Tjaart Krüger1
University of Pretoria1
Proteins execute their programmed functions in a finely regulated way with extraordinary efficiency, despite ample environmental disorder and densely crowded, heterogeneous environments. These capabilities serve as a useful source of inspiration for polymer design. The way in which photosynthetic light-harvesting proteins establish robustness to conformational disorder is particularly meaningful for conjugated polymers where such disorder gives rise to spatial localization of excitons and the formation of electronic traps, whereby exciton lifetimes and charge diffusion lengths are significantly reduced. In photosynthetic light-harvesting proteins, these limitations are largely overcome by the binding of chromophores in dense arrangements, allowing the formation of molecular excitons that are coherently shared across a number of neighboring chromophores. Having a significantly reduced susceptibility to structural disorder, these spatially delocalized excitations offer various functional benefits such as faster energy transport and less trapping and ensuing loss of excitation energy. These functions are often enhanced by mixing of the excitons with charge-transfer states. In the first part of the presentation, I will discuss molecular design strategies of conjugated polymers with enhanced robustness to static disorder.
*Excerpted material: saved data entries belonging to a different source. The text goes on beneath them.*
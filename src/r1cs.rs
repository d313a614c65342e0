use std::collections::BTreeMap;

use curve25519_dalek::Scalar;
use libspartan::{Assignment, Instance};
use serde::{Deserialize, Serialize};

use crate::circuit::{Circuit, CircuitValue, CompiledProgram};

pub type Entry = (usize, usize, [u8; 32]);

/// Smallest padded row and column count handed to the proving system.
pub const MIN_PADDED_SIZE: usize = 4;

/// Sizes of the padded constraint system, as handed to the proving system.
#[derive(Debug, Clone, Copy, PartialEq, Eq, Hash, Serialize, Deserialize)]
pub struct R1csShape {
    pub num_cons: usize,
    pub num_vars: usize,
    pub num_inputs: usize,
    pub num_non_zero_entries: usize,
}

/// Sparse constraint matrices over z = (vars, 1, inputs).
#[derive(Debug, Clone, PartialEq, Eq, Serialize, Deserialize)]
pub struct R1CS {
    pub shape: R1csShape,
    pub a: Vec<Entry>,
    pub b: Vec<Entry>,
    pub c: Vec<Entry>,
}

impl R1CS {
    pub fn instance(&self) -> Result<Instance, String> {
        Instance::new(
            self.shape.num_cons,
            self.shape.num_vars,
            self.shape.num_inputs,
            &self.a,
            &self.b,
            &self.c,
        )
        .map_err(|e| format!("{e:?}"))
    }

    /// Private assignment padded with zeros up to the padded variable count.
    pub fn vars_assignment(&self, vars: &[Scalar]) -> Result<Assignment, String> {
        if vars.len() > self.shape.num_vars {
            return Err(format!(
                "{} variables do not fit into {} columns",
                vars.len(),
                self.shape.num_vars
            ));
        }
        let bytes = vars
            .iter()
            .map(|x| x.to_bytes())
            .chain(std::iter::repeat([0u8; 32]))
            .take(self.shape.num_vars)
            .collect::<Vec<_>>();
        Assignment::new(&bytes).map_err(|e| format!("{e:?}"))
    }

    pub fn inputs_assignment(&self, inputs: &[Scalar]) -> Result<Assignment, String> {
        if inputs.len() != self.shape.num_inputs {
            return Err(format!(
                "expected {} public inputs, got {}",
                self.shape.num_inputs,
                inputs.len()
            ));
        }
        let bytes = inputs.iter().map(|x| x.to_bytes()).collect::<Vec<_>>();
        Assignment::new(&bytes).map_err(|e| format!("{e:?}"))
    }
}

#[derive(Default)]
struct Matrix(BTreeMap<(usize, usize), Scalar>);

impl Matrix {
    fn push(&mut self, row: usize, (col, coeff): (usize, Scalar)) {
        *self.0.entry((row, col)).or_insert(Scalar::ZERO) += coeff;
    }

    fn entries(self) -> Vec<Entry> {
        self.0
            .into_iter()
            .filter(|(_, coeff)| *coeff != Scalar::ZERO)
            .map(|((row, col), coeff)| (row, col, coeff.to_bytes()))
            .collect()
    }
}

/// Emits one row per arithmetic gate and check, one per output binding and a final
/// `1 * 1 = 1` row. Advice gates emit nothing.
pub fn into_r1cs(program: &CompiledProgram) -> R1CS {
    let num_inputs = program.num_inputs();
    let num_vars = program
        .num_vars
        .max(num_inputs + 1)
        .max(MIN_PADDED_SIZE)
        .next_power_of_two();
    let num_cons = program
        .num_constraints()
        .max(MIN_PADDED_SIZE)
        .next_power_of_two();

    let column = |value: &CircuitValue| match *value {
        CircuitValue::Variable(var) => (var, Scalar::ONE),
        CircuitValue::Constant(con) => (num_vars, con),
        CircuitValue::Input(input) => (num_vars + 1 + input, Scalar::ONE),
    };
    let one = column(&CircuitValue::ONE);

    let mut a = Matrix::default();
    let mut b = Matrix::default();
    let mut c = Matrix::default();
    let mut row = 0;
    for circuit in program.gates.iter() {
        match circuit {
            Circuit::Eq(y, x) => {
                a.push(row, column(x));
                b.push(row, one);
                c.push(row, (*y, Scalar::ONE));
            }
            Circuit::Add(y, x1, x2) => {
                a.push(row, column(x1));
                a.push(row, column(x2));
                b.push(row, one);
                c.push(row, (*y, Scalar::ONE));
            }
            Circuit::Mult(y, x1, x2) => {
                a.push(row, column(x1));
                b.push(row, column(x2));
                c.push(row, (*y, Scalar::ONE));
            }
            Circuit::Check(x1, x2, x3, _) => {
                a.push(row, column(x1));
                b.push(row, column(x2));
                c.push(row, column(x3));
            }
            Circuit::Bit(..) | Circuit::Inverse(..) => continue,
        }
        row += 1;
    }
    for (k, output) in program.outputs.iter().enumerate() {
        a.push(row, column(output));
        b.push(row, one);
        c.push(row, column(&CircuitValue::Input(program.num_public_args + k)));
        row += 1;
    }
    a.push(row, one);
    b.push(row, one);
    c.push(row, one);

    let (a, b, c) = (a.entries(), b.entries(), c.entries());
    let num_non_zero_entries = a.len().max(b.len()).max(c.len());
    R1CS {
        shape: R1csShape {
            num_cons,
            num_vars,
            num_inputs,
            num_non_zero_entries,
        },
        a,
        b,
        c,
    }
}
//! # stayhub-core: Pure Booking Logic for StayHub
//!
//! This crate holds the booking rules as pure functions with zero I/O.
//!
//! ## Architecture Position
//! ```text
//! ┌─────────────────────────────────────────────────────────────────────────┐
//! │                        StayHub Architecture                             │
//! │                                                                         │
//! │  ┌─────────────────────────────────────────────────────────────────┐   │
//! │  │                    Presentation layer                           │   │
//! │  │   Search ──► Listing ──► Wishlist ──► Book Now ──► My Bookings  │   │
//! │  └─────────────────────────────┬───────────────────────────────────┘   │
//! │                                │                                        │
//! │  ┌─────────────────────────────▼───────────────────────────────────┐   │
//! │  │               ★ stayhub-core (THIS CRATE) ★                     │   │
//! │  │                                                                 │   │
//! │  │   ┌───────────┐  ┌───────────┐  ┌───────────┐  ┌───────────┐  │   │
//! │  │   │   types   │  │   money   │  │  pricing  │  │ validation│  │   │
//! │  │   │ Property  │  │   Money   │  │  Policy   │  │   stay    │  │   │
//! │  │   │ Booking   │  │  TaxRate  │  │ Breakdown │  │  request  │  │   │
//! │  │   └───────────┘  └───────────┘  └───────────┘  └───────────┘  │   │
//! │  │                                                                 │   │
//! │  │   NO I/O • NO STORAGE • NO CLOCK READS • PURE FUNCTIONS         │   │
//! │  └─────────────────────────────────────────────────────────────────┘   │
//! │                                │                                        │
//! │  ┌─────────────────────────────▼───────────────────────────────────┐   │
//! │  │              stayhub-store (Durable Local Storage)              │   │
//! │  │          wishlist, myBookings, searchData keys                  │   │
//! │  └─────────────────────────────────────────────────────────────────┘   │
//! └─────────────────────────────────────────────────────────────────────────┘
//! ```
//!
//! ## Modules
//!
//! - [`types`] - Domain types (Property, StayRequest, BookingRecord, etc.)
//! - [`money`] - Money type with integer arithmetic (no floating point!)
//! - [`pricing`] - Price breakdown calculation
//! - [`error`] - Domain error types
//! - [`validation`] - Stay request validation
//!
//! ## Example Usage
//!
//! ```rust
//! use stayhub_core::money::Money;
//! use stayhub_core::pricing::compute_breakdown;
//!
//! let breakdown = compute_breakdown(Money::from_units(2500), 2, 1, 0, None);
//!
//! // 5000 + 18% GST (900) + ₹299 service fee
//! assert_eq!(breakdown.total.units(), 6199);
//! ```

// =============================================================================
// Module Declarations
// =============================================================================

pub mod error;
pub mod money;
pub mod pricing;
pub mod types;
pub mod validation;

// =============================================================================
// Re-exports for Convenience
// =============================================================================

pub use error::{CoreError, CoreResult, ValidationError};
pub use money::{Money, CURRENCY_SYMBOL};
pub use pricing::{compute_breakdown, PricingPolicy};
pub use types::*;

// =============================================================================
// Crate-Level Constants
// =============================================================================

/// Storage key holding the wishlist array.
pub const WISHLIST_KEY: &str = "wishlist";

/// Storage key holding the booking array.
pub const BOOKINGS_KEY: &str = "myBookings";

/// Storage key holding the last submitted stay request.
pub const SEARCH_DATA_KEY: &str = "searchData";
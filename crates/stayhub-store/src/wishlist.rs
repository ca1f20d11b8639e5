//! # Wishlist Store
//!
//! Favorited properties, persisted under the `wishlist` key.
//!
//! ## Operations Flow
//! ```text
//! ┌─────────────────────────────────────────────────────────────────────────┐
//! │                    Wishlist Operations                                  │
//! │                                                                         │
//! │  UI Action                 Store Call            State Change           │
//! │  ─────────                 ──────────            ────────────           │
//! │                                                                         │
//! │  Tap heart (empty) ──────► toggle() ───────────► entries.push(p)        │
//! │  Tap heart (filled) ─────► toggle() ───────────► entries.retain(≠ id)   │
//! │  "Remove" button ────────► remove(id) ─────────► entries.retain(≠ id)   │
//! │  "Clear all" ────────────► clear() ────────────► entries.clear()        │
//! │  Navbar badge ───────────► count() ────────────► (read only)            │
//! │                                                                         │
//! │  Every state change is written through to storage before returning.    │
//! └─────────────────────────────────────────────────────────────────────────┘
//! ```
//!
//! ## Invariants
//! - Entries are unique by property `id`
//! - Insertion order is kept (used for grouping and display only)

use stayhub_core::validation::validate_id;
use stayhub_core::{Money, Property, CURRENCY_SYMBOL, WISHLIST_KEY};
use tracing::{debug, info};

use crate::error::StoreResult;
use crate::persist::{load_collection, save_collection};
use crate::storage::KeyValueStorage;

/// Properties the user has favorited.
#[derive(Debug)]
pub struct WishlistStore<S> {
    storage: S,
    entries: Vec<Property>,
}

impl<S: KeyValueStorage> WishlistStore<S> {
    /// Creates an empty wishlist over `storage` without reading it.
    pub fn new(storage: S) -> Self {
        WishlistStore {
            storage,
            entries: Vec::new(),
        }
    }

    /// Creates a wishlist and rehydrates it from `storage`.
    pub fn open(storage: S) -> Self {
        let mut store = Self::new(storage);
        store.rehydrate();
        store
    }

    /// Replaces the in-memory entries with what storage holds.
    ///
    /// Duplicate ids in the stored array are collapsed to their first
    /// occurrence. Returns the number of entries loaded.
    pub fn rehydrate(&mut self) -> usize {
        let stored: Vec<Property> = load_collection(&self.storage, WISHLIST_KEY);

        self.entries.clear();
        for property in stored {
            if !self.is_member(&property.id) {
                self.entries.push(property);
            }
        }

        debug!(count = self.entries.len(), "Wishlist rehydrated");
        self.entries.len()
    }

    /// Adds `property` unless an entry with the same id exists.
    ///
    /// ## Returns
    /// - `Ok(true)` if the property was added and persisted
    /// - `Ok(false)` if it was already present (nothing written)
    /// - `Err(_)` if persisting failed; the entry stays in memory
    pub fn add(&mut self, property: Property) -> StoreResult<bool> {
        validate_id("id", &property.id)?;

        if self.is_member(&property.id) {
            return Ok(false);
        }

        info!(property_id = %property.id, "Adding to wishlist");
        self.entries.push(property);
        self.persist()?;
        Ok(true)
    }

    /// Removes the entry with `property_id`, if present.
    ///
    /// ## Returns
    /// `Ok(true)` if an entry was removed, `Ok(false)` if none matched.
    pub fn remove(&mut self, property_id: &str) -> StoreResult<bool> {
        let before = self.entries.len();
        self.entries.retain(|p| p.id != property_id);

        if self.entries.len() == before {
            return Ok(false);
        }

        info!(property_id = %property_id, "Removed from wishlist");
        self.persist()?;
        Ok(true)
    }

    /// Removes `property` if present, otherwise adds it.
    ///
    /// ## Returns
    /// Whether the property is in the wishlist afterwards.
    pub fn toggle(&mut self, property: Property) -> StoreResult<bool> {
        if self.is_member(&property.id) {
            self.remove(&property.id)?;
            Ok(false)
        } else {
            self.add(property)?;
            Ok(true)
        }
    }

    pub fn is_member(&self, property_id: &str) -> bool {
        self.entries.iter().any(|p| p.id == property_id)
    }

    pub fn count(&self) -> usize {
        self.entries.len()
    }

    pub fn is_empty(&self) -> bool {
        self.entries.is_empty()
    }

    /// Empties the wishlist.
    pub fn clear(&mut self) -> StoreResult<()> {
        info!(count = self.entries.len(), "Clearing wishlist");
        self.entries.clear();
        self.persist()
    }

    /// Entries in insertion order.
    pub fn entries(&self) -> &[Property] {
        &self.entries
    }

    pub fn get(&self, property_id: &str) -> Option<&Property> {
        self.entries.iter().find(|p| p.id == property_id)
    }

    /// Entries grouped by property type, groups in first-seen order.
    pub fn grouped_by_type(&self) -> Vec<(&str, Vec<&Property>)> {
        let mut groups: Vec<(&str, Vec<&Property>)> = Vec::new();
        for property in &self.entries {
            match groups
                .iter_mut()
                .find(|(kind, _)| *kind == property.property_type)
            {
                Some((_, members)) => members.push(property),
                None => groups.push((property.property_type.as_str(), vec![property])),
            }
        }
        groups
    }

    /// Sum of nightly prices across all entries.
    pub fn total_value(&self) -> Money {
        self.entries.iter().map(|p| p.price).sum()
    }

    /// Mean nightly price, rounded; zero for an empty wishlist.
    pub fn average_price(&self) -> Money {
        self.total_value().divide_rounded(self.entries.len())
    }

    /// Plain-text summary for sharing.
    ///
    /// ```text
    /// My Property Wishlist:
    /// Lake House - ₹4,500/night
    /// Sea View Villa - ₹12,000/night
    /// ```
    pub fn share_text(&self) -> String {
        self.share_text_with(CURRENCY_SYMBOL)
    }

    /// Same as [`share_text`](Self::share_text), prices shown with `symbol`.
    pub fn share_text_with(&self, symbol: &str) -> String {
        let mut text = String::from("My Property Wishlist:");
        for property in &self.entries {
            text.push('\n');
            text.push_str(&format!(
                "{} - {}/night",
                property.name,
                property.price.format_with(symbol)
            ));
        }
        text
    }

    fn persist(&self) -> StoreResult<()> {
        save_collection(&self.storage, WISHLIST_KEY, &self.entries)
    }
}
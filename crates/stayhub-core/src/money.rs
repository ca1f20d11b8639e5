//! # Money Module
//!
//! Provides the `Money` type for handling prices and totals safely.
//!
//! ## Why Integer Money?
//! ```text
//! ┌─────────────────────────────────────────────────────────────────────────┐
//! │  THE FLOATING POINT PROBLEM                                             │
//! │                                                                         │
//! │  In JavaScript/floating point:                                          │
//! │    26997 * 0.18 = 4859.46 (and 0.1 + 0.2 = 0.30000000000000004)         │
//! │    Every page that recomputes the total can drift by a fraction.        │
//! │                                                                         │
//! │  OUR SOLUTION: Whole Currency Units + Basis Points                      │
//! │    26997 × 1800 bps = 48_594_600 / 10_000 → 4859 (rounded once)         │
//! │    Taxes and discounts are integers before they are ever displayed     │
//! │                                                                         │
//! └─────────────────────────────────────────────────────────────────────────┘
//! ```
//!
//! Listing prices are quoted in whole rupees (`₹8,999 / night`), so the
//! smallest unit tracked here is one rupee.
//!
//! ## Usage
//! ```rust
//! use stayhub_core::money::Money;
//!
//! let nightly = Money::from_units(8999);
//! let three_nights = nightly * 3u32;
//! assert_eq!(three_nights.units(), 26997);
//! ```

use serde::de::{self, Visitor};
use serde::{Deserialize, Deserializer, Serialize};
use std::fmt;
use std::iter::Sum;
use std::ops::{Add, AddAssign, Mul, Sub, SubAssign};
use ts_rs::TS;

use crate::types::TaxRate;

/// Currency symbol used by `Display`.
pub const CURRENCY_SYMBOL: &str = "₹";

// =============================================================================
// Money Type
// =============================================================================

/// A monetary value in whole currency units.
///
/// ## Design Decisions
/// - **i64 (signed)**: discounts are subtracted, so intermediate values may be negative
/// - **Single field tuple struct**: serializes as a bare JSON number, matching
///   the persisted `priceDetails` layout
/// - **Lenient reads**: fractional amounts (`4859.46`) and numeric strings are
///   accepted and rounded half away from zero to whole units
///
/// ## Where Money is Used
/// ```text
/// Property.price ──► PriceBreakdown.price_per_night ──► subtotal
///                                                         │
///        subtotal − discount + taxes + service fee ──► total
/// ```
#[derive(Debug, Clone, Copy, PartialEq, Eq, PartialOrd, Ord, Hash, Serialize, TS)]
#[ts(export)]
pub struct Money(i64);

impl Money {
    /// Creates a Money value from whole currency units.
    #[inline]
    pub const fn from_units(units: i64) -> Self {
        Money(units)
    }

    /// Returns the value in whole currency units.
    #[inline]
    pub const fn units(&self) -> i64 {
        self.0
    }

    /// Returns zero money value.
    #[inline]
    pub const fn zero() -> Self {
        Money(0)
    }

    /// Checks if the value is zero.
    #[inline]
    pub const fn is_zero(&self) -> bool {
        self.0 == 0
    }

    /// Checks if the value is positive (greater than zero).
    #[inline]
    pub const fn is_positive(&self) -> bool {
        self.0 > 0
    }

    /// Checks if the value is negative (less than zero).
    #[inline]
    pub const fn is_negative(&self) -> bool {
        self.0 < 0
    }

    /// Returns the value, or zero if it is negative.
    ///
    /// ## Example
    /// ```rust
    /// use stayhub_core::money::Money;
    ///
    /// assert_eq!(Money::from_units(-250).non_negative(), Money::zero());
    /// assert_eq!(Money::from_units(250).non_negative().units(), 250);
    /// ```
    #[inline]
    pub const fn non_negative(&self) -> Self {
        if self.0 < 0 {
            Money(0)
        } else {
            Money(self.0)
        }
    }

    /// Calculates tax at the given rate, rounded to the nearest whole unit.
    ///
    /// ## Implementation
    /// We use integer math: `(amount * bps + 5000) / 10000`
    /// The +5000 provides rounding (5000/10000 = 0.5), half rounds up.
    ///
    /// ## Example
    /// ```rust
    /// use stayhub_core::money::Money;
    /// use stayhub_core::types::TaxRate;
    ///
    /// let subtotal = Money::from_units(26997);
    /// let gst = TaxRate::from_bps(1800); // 18%
    ///
    /// // 26997 × 18% = 4859.46 → 4859
    /// assert_eq!(subtotal.calculate_tax(gst).units(), 4859);
    /// ```
    pub fn calculate_tax(&self, rate: TaxRate) -> Money {
        // i128 so that large multi-room stays cannot overflow the product
        let tax = (self.0 as i128 * rate.bps() as i128 + 5000) / 10000;
        Money::from_units(tax as i64)
    }

    /// Divides by `count`, rounding half up. Returns zero for a zero count.
    ///
    /// ## Example
    /// ```rust
    /// use stayhub_core::money::Money;
    ///
    /// let total = Money::from_units(1001);
    /// assert_eq!(total.divide_rounded(2).units(), 501);
    /// assert_eq!(total.divide_rounded(0), Money::zero());
    /// ```
    pub fn divide_rounded(&self, count: usize) -> Money {
        if count == 0 {
            return Money::zero();
        }
        let count = count as i128;
        let value = self.0 as i128;
        let rounded = if value >= 0 {
            (value + count / 2) / count
        } else {
            (value - count / 2) / count
        };
        Money::from_units(rounded as i64)
    }
}

// =============================================================================
// Trait Implementations
// =============================================================================

/// Display shows money with the rupee sign and thousands separators.
///
/// ## Note
/// This is for receipts, share text and logs. The presentation layer applies
/// its own locale-aware formatting for on-screen prices.
impl fmt::Display for Money {
    fn fmt(&self, f: &mut fmt::Formatter<'_>) -> fmt::Result {
        f.write_str(&self.format_with(CURRENCY_SYMBOL))
    }
}

impl Money {
    /// Formats with `symbol` in place of the rupee sign.
    ///
    /// ## Example
    /// ```rust
    /// use stayhub_core::money::Money;
    ///
    /// assert_eq!(Money::from_units(4500).format_with("$"), "$4,500");
    /// assert_eq!(Money::from_units(-6750).format_with("Rs. "), "-Rs. 6,750");
    /// ```
    pub fn format_with(&self, symbol: &str) -> String {
        let sign = if self.0 < 0 { "-" } else { "" };
        let digits = self.0.unsigned_abs().to_string();

        let mut grouped = String::with_capacity(digits.len() + digits.len() / 3);
        for (i, ch) in digits.chars().enumerate() {
            if i > 0 && (digits.len() - i) % 3 == 0 {
                grouped.push(',');
            }
            grouped.push(ch);
        }

        format!("{}{}{}", sign, symbol, grouped)
    }
}

impl<'de> Deserialize<'de> for Money {
    fn deserialize<D>(deserializer: D) -> Result<Self, D::Error>
    where
        D: Deserializer<'de>,
    {
        deserializer.deserialize_any(MoneyVisitor)
    }
}

struct MoneyVisitor;

impl<'de> Visitor<'de> for MoneyVisitor {
    type Value = Money;

    fn expecting(&self, f: &mut fmt::Formatter<'_>) -> fmt::Result {
        f.write_str("an amount as a number or numeric string")
    }

    fn visit_i64<E: de::Error>(self, v: i64) -> Result<Money, E> {
        Ok(Money(v))
    }

    fn visit_u64<E: de::Error>(self, v: u64) -> Result<Money, E> {
        i64::try_from(v)
            .map(Money)
            .map_err(|_| E::custom(format!("amount {} is out of range", v)))
    }

    fn visit_f64<E: de::Error>(self, v: f64) -> Result<Money, E> {
        let rounded = v.round();
        if !rounded.is_finite() || rounded < i64::MIN as f64 || rounded > i64::MAX as f64 {
            return Err(E::custom(format!("amount {} is out of range", v)));
        }
        Ok(Money(rounded as i64))
    }

    fn visit_str<E: de::Error>(self, v: &str) -> Result<Money, E> {
        let trimmed = v.trim();
        if let Ok(units) = trimmed.parse::<i64>() {
            return Ok(Money(units));
        }
        trimmed
            .parse::<f64>()
            .map_err(|_| E::invalid_value(de::Unexpected::Str(v), &self))
            .and_then(|amount| self.visit_f64(amount))
    }
}

impl Default for Money {
    fn default() -> Self {
        Money::zero()
    }
}

impl Add for Money {
    type Output = Self;

    #[inline]
    fn add(self, other: Self) -> Self {
        Money(self.0 + other.0)
    }
}

impl AddAssign for Money {
    #[inline]
    fn add_assign(&mut self, other: Self) {
        self.0 += other.0;
    }
}

impl Sub for Money {
    type Output = Self;

    #[inline]
    fn sub(self, other: Self) -> Self {
        Money(self.0 - other.0)
    }
}

impl SubAssign for Money {
    #[inline]
    fn sub_assign(&mut self, other: Self) {
        self.0 -= other.0;
    }
}

/// Multiplication by nights or rooms.
impl Mul<u32> for Money {
    type Output = Self;

    #[inline]
    fn mul(self, qty: u32) -> Self {
        Money(self.0 * qty as i64)
    }
}

impl Mul<i64> for Money {
    type Output = Self;

    #[inline]
    fn mul(self, qty: i64) -> Self {
        Money(self.0 * qty)
    }
}

impl Sum for Money {
    fn sum<I: Iterator<Item = Money>>(iter: I) -> Self {
        iter.fold(Money::zero(), Add::add)
    }
}

impl<'a> Sum<&'a Money> for Money {
    fn sum<I: Iterator<Item = &'a Money>>(iter: I) -> Self {
        iter.copied().sum()
    }
}

// =============================================================================
// Unit Tests
// =============================================================================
I will also show how subunit aggregation types can be quantified, using as an example the application of three computational methods to the experimental absorption and photoluminescence spectra of a benzodithiophene-isoindigo copolymer. In the second part of the presentation, I will discuss how the photosystem organization of cyanobacteria serves as inspiration for the design of conjugated terpolymers whereby the use of one donor and two acceptor units mimics the design of one main type of light-harvesting complex channeling excitation energy to two different types of photosystems.